Bill golpeó con decisión la base de una de las dos pequeñas vigas que mantenían recto un tabique de la escenografía. Luego hizo lo mismo con la otra. Asió los dos palos de madera y dejó que los tabiques cayeran al suelo, retumbando en el pabellón. Eso era lo que había aprendido en Hollywood. Todo dependía del lado del plató en el que te hallaras. Si estabas delante de la escenografía podías ser lo que se te antojara. Hoy un pachá, mañana un rico industrial, pero siempre el amo del mundo. Y podías encontrarte en una mansión de ensueño, en un despacho de directivo, en una piscina climatizada. Bill se volvió a mirar el plató mutilado. El harén suntuoso donde se habían rodado escenas sáficas durante todo el día, ahora resultaba patético y ridículo. Si estabas detrás de la escenografía, veías lo que eran todas aquellas realidades: tabiques de cartón pintados, sujetos a vigas de madera. Y aquellos tabiques se pintarían de nuevo y mostrarían otro camelo. El jefe de maquinistas, el primer día, al tiempo que pasaba la mano por los palos de madera que mantenían rectas las escenografías, le había dicho: «Lo importante es la madera, recuérdalo. Cuando desmontes un plató, has de cuidarte de la madera. La madera permanece. En cambio, el cartón no vale un carajo». Porque Hollywood era eso: nada. Peor, una ilusión.

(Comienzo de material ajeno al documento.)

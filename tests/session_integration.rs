//! Scripted sessions against a temporary knowledge file.

use std::io::Cursor;
use std::path::{Path, PathBuf};
use std::sync::{Arc, Mutex};

use async_trait::async_trait;
use tempfile::TempDir;

use retro::knowledge::{Category, KnowledgeBase, KnowledgeStore};
use retro::services::{ArithmeticSolver, QrGenerator, SpeechOutput};
use retro::session::{
    LineOperator, Operator, Session, SessionSummary, FAREWELL, GREETING, UNKNOWN,
};
use retro::{RetroError, RetroResult};

/// Remembers everything said.
#[derive(Clone, Default)]
struct RecordingSpeech {
    lines: Arc<Mutex<Vec<String>>>,
}

impl RecordingSpeech {
    fn lines(&self) -> Vec<String> {
        self.lines.lock().unwrap().clone()
    }
}

#[async_trait]
impl SpeechOutput for RecordingSpeech {
    async fn speak(&self, text: &str) {
        self.lines.lock().unwrap().push(text.to_string());
    }
}

/// Records encoded payloads instead of writing images.
#[derive(Clone, Default)]
struct FakeQr {
    payloads: Arc<Mutex<Vec<String>>>,
}

impl QrGenerator for FakeQr {
    fn generate(&self, data: &str) -> RetroResult<PathBuf> {
        if data.is_empty() {
            return Err(RetroError::Qr("nothing to encode".to_string()));
        }
        self.payloads.lock().unwrap().push(data.to_string());
        Ok(PathBuf::from("qrcode.svg"))
    }
}

fn seeded_store(dir: &TempDir) -> KnowledgeStore {
    let path = dir.path().join("knowledge.json");
    let mut kb = KnowledgeBase::new();
    kb.put(Category::Personal, "what is your name", "I'm Retro.")
        .unwrap();
    kb.put(
        Category::Tft,
        "best comp",
        retro::knowledge::Answer::detailed(
            "Ionia Yunara is strong.",
            Some("Carry: Yunara. Playstyle: Fast 8.".to_string()),
        ),
    )
    .unwrap();
    let store = KnowledgeStore::new(path, kb);
    store.save().unwrap();
    store
}

/// Plays scripted lines, then fails to read.
struct BrokenInput {
    lines: Vec<&'static str>,
}

impl Operator for BrokenInput {
    fn read_line(&mut self, _prompt: &str) -> RetroResult<Option<String>> {
        if self.lines.is_empty() {
            return Err(RetroError::Io(std::io::Error::new(
                std::io::ErrorKind::BrokenPipe,
                "terminal went away",
            )));
        }
        Ok(Some(self.lines.remove(0).to_string()))
    }

    fn confirm(&mut self, _prompt: &str) -> RetroResult<bool> {
        Ok(self.read_line("confirm")?.as_deref() == Some("yes"))
    }
}

async fn run_script(
    store: KnowledgeStore,
    script: &str,
) -> (RetroResult<SessionSummary>, Vec<String>, Session, FakeQr) {
    let speech = RecordingSpeech::default();
    let qr = FakeQr::default();
    let mut session = Session::new(
        store,
        Box::new(speech.clone()),
        Box::new(ArithmeticSolver),
        Box::new(qr.clone()),
    );

    let mut operator = LineOperator::new(Cursor::new(script.to_string()), std::io::sink());
    let result = session.run(&mut operator).await;

    (result, speech.lines(), session, qr)
}

fn reload(path: &Path) -> KnowledgeBase {
    KnowledgeStore::load(path).unwrap().into_knowledge()
}

#[tokio::test]
async fn test_known_question_is_answered() {
    let dir = TempDir::new().unwrap();
    let (result, lines, _, _) = run_script(seeded_store(&dir), "What is your name\nexit\n").await;

    let summary = result.unwrap();
    assert_eq!(summary.answered, 1);
    assert_eq!(summary.turns, 2);
    assert_eq!(
        lines,
        vec![GREETING.to_string(), "I'm Retro.".to_string(), FAREWELL.to_string()]
    );
}

#[tokio::test]
async fn test_close_question_is_answered() {
    let dir = TempDir::new().unwrap();
    let (_, lines, _, _) = run_script(seeded_store(&dir), "what's your name\nexit\n").await;

    assert_eq!(lines[1], "I'm Retro.");
}

#[tokio::test]
async fn test_tft_question_with_details() {
    let dir = TempDir::new().unwrap();
    let (_, lines, _, _) = run_script(
        seeded_store(&dir),
        "best comp\nexplain best comp\nexit\n",
    )
    .await;

    assert_eq!(lines[1], "Ionia Yunara is strong.");
    assert_eq!(lines[2], "Carry: Yunara. Playstyle: Fast 8.");
}

#[tokio::test]
async fn test_teach_flow_saves_answer() {
    let dir = TempDir::new().unwrap();
    let store = seeded_store(&dir);
    let path = store.path().to_path_buf();

    let (result, lines, session, _) = run_script(
        store,
        "where do you live\nyes\nIn a JSON file.\nyes\nexit\n",
    )
    .await;

    assert_eq!(result.unwrap().taught, 1);
    assert!(lines.contains(&UNKNOWN.to_string()));
    assert!(lines.contains(&"Got it. I learned something new.".to_string()));
    assert_eq!(
        session.store().knowledge().personal["where do you live"],
        retro::knowledge::Answer::plain("In a JSON file.")
    );

    let kb = reload(&path);
    assert_eq!(
        kb.personal["where do you live"],
        retro::knowledge::Answer::plain("In a JSON file.")
    );
}

#[tokio::test]
async fn test_taught_answer_is_used_later_in_session() {
    let dir = TempDir::new().unwrap();
    let (_, lines, _, _) = run_script(
        seeded_store(&dir),
        "where do you live\nyes\nIn a JSON file.\nyes\nwhere do you live\nexit\n",
    )
    .await;

    assert_eq!(lines.iter().filter(|l| *l == "In a JSON file.").count(), 1);
    assert_eq!(lines[lines.len() - 2], "In a JSON file.");
}

#[tokio::test]
async fn test_declined_teach_stores_nothing() {
    let dir = TempDir::new().unwrap();
    let store = seeded_store(&dir);
    let path = store.path().to_path_buf();

    let (result, lines, _, _) = run_script(store, "where do you live\nno\nexit\n").await;

    assert_eq!(result.unwrap().taught, 0);
    assert!(lines.contains(&"Alright.".to_string()));
    assert!(!reload(&path).personal.contains_key("where do you live"));
}

#[tokio::test]
async fn test_unconfirmed_answer_is_dropped() {
    let dir = TempDir::new().unwrap();
    let store = seeded_store(&dir);
    let path = store.path().to_path_buf();

    let (_, lines, _, _) = run_script(
        store,
        "where do you live\nyes\nIn a JSON file.\nno\nexit\n",
    )
    .await;

    assert!(lines.contains(&"Okay, I won't save it.".to_string()));
    assert!(!reload(&path).personal.contains_key("where do you live"));
}

#[tokio::test]
async fn test_math_question_speaks_steps() {
    let dir = TempDir::new().unwrap();
    let (result, lines, _, _) = run_script(seeded_store(&dir), "2 + 2\nexit\n").await;

    assert_eq!(result.unwrap().math, 1);
    assert_eq!(lines[1], "The expression is 2 + 2");
    assert_eq!(lines[2], "Final answer is 4");
}

#[tokio::test]
async fn test_qr_request_encodes_next_line() {
    let dir = TempDir::new().unwrap();
    let (_, lines, _, qr) = run_script(
        seeded_store(&dir),
        "make a qr code\nhttps://example.com\nexit\n",
    )
    .await;

    assert_eq!(
        qr.payloads.lock().unwrap().clone(),
        vec!["https://example.com".to_string()]
    );
    assert!(lines.contains(&"give me the link for QR code".to_string()));
    assert!(lines.contains(&"QR code created successfully as qrcode.svg".to_string()));
}

#[tokio::test]
async fn test_end_of_input_behaves_like_exit() {
    let dir = TempDir::new().unwrap();
    let (result, lines, _, _) = run_script(seeded_store(&dir), "what is your name\n").await;

    assert!(result.is_ok());
    assert_eq!(lines.last().map(String::as_str), Some(FAREWELL));
}

#[tokio::test]
async fn test_exit_expands_and_saves() {
    let dir = TempDir::new().unwrap();
    let path = dir.path().join("knowledge.json");
    let mut kb = KnowledgeBase::new();
    kb.put(
        Category::Personal,
        "what is your favorite color",
        "my favorite color is blue",
    )
    .unwrap();
    kb.put(
        Category::Personal,
        "what is your favourite color",
        "my favorite color is blue",
    )
    .unwrap();
    let store = KnowledgeStore::new(&path, kb);

    let (result, _, _, _) = run_script(store, "exit\n").await;

    assert_eq!(result.unwrap().expansion.entries_written, 1);
    let kb = reload(&path);
    assert!(kb.generated.contains_key("what is your favorite color"));
}

#[tokio::test]
async fn test_input_failure_still_expands_and_saves() {
    let dir = TempDir::new().unwrap();
    let path = dir.path().join("knowledge.json");
    let mut kb = KnowledgeBase::new();
    kb.put(
        Category::Personal,
        "what is your favorite color",
        "my favorite color is blue",
    )
    .unwrap();
    kb.put(
        Category::Personal,
        "what is your favourite color",
        "my favorite color is blue",
    )
    .unwrap();

    let speech = RecordingSpeech::default();
    let mut session = Session::new(
        KnowledgeStore::new(&path, kb),
        Box::new(speech.clone()),
        Box::new(ArithmeticSolver),
        Box::new(FakeQr::default()),
    );
    let mut operator = BrokenInput {
        lines: vec!["where do you live", "yes", "In a JSON file.", "yes"],
    };

    let err = session.run(&mut operator).await.unwrap_err();
    assert!(matches!(err, RetroError::Io(_)));

    let kb = reload(&path);
    assert!(kb.generated.contains_key("what is your favorite color"));
    assert!(kb.personal.contains_key("where do you live"));
    assert_eq!(speech.lines().last().map(String::as_str), Some(FAREWELL));
}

Bill puso el tabique en un rincón y luego desmontó dos vigas más, arrancó los clavos de abajo y de arriba y los juntó cuidadosamente con los otros. Casi siempre tenía prisa por terminar su trabajo y regresar a casa. Para espiar a Linda Merritt llorando. Pero no aquella noche. Y desde aquella noche ya no volvería a tener prisa. Porque Linda ya no estaba. Se había marchado. No iba a convertirse en una estrella. Había izado bandera blanca y regresado a su granja. Seguramente no dejaría de llorar, aunque por nuevos motivos, por nuevas añoranzas, por nuevas decepciones. Pero lo que escocía a Bill era que ya no iba a poder espiarla.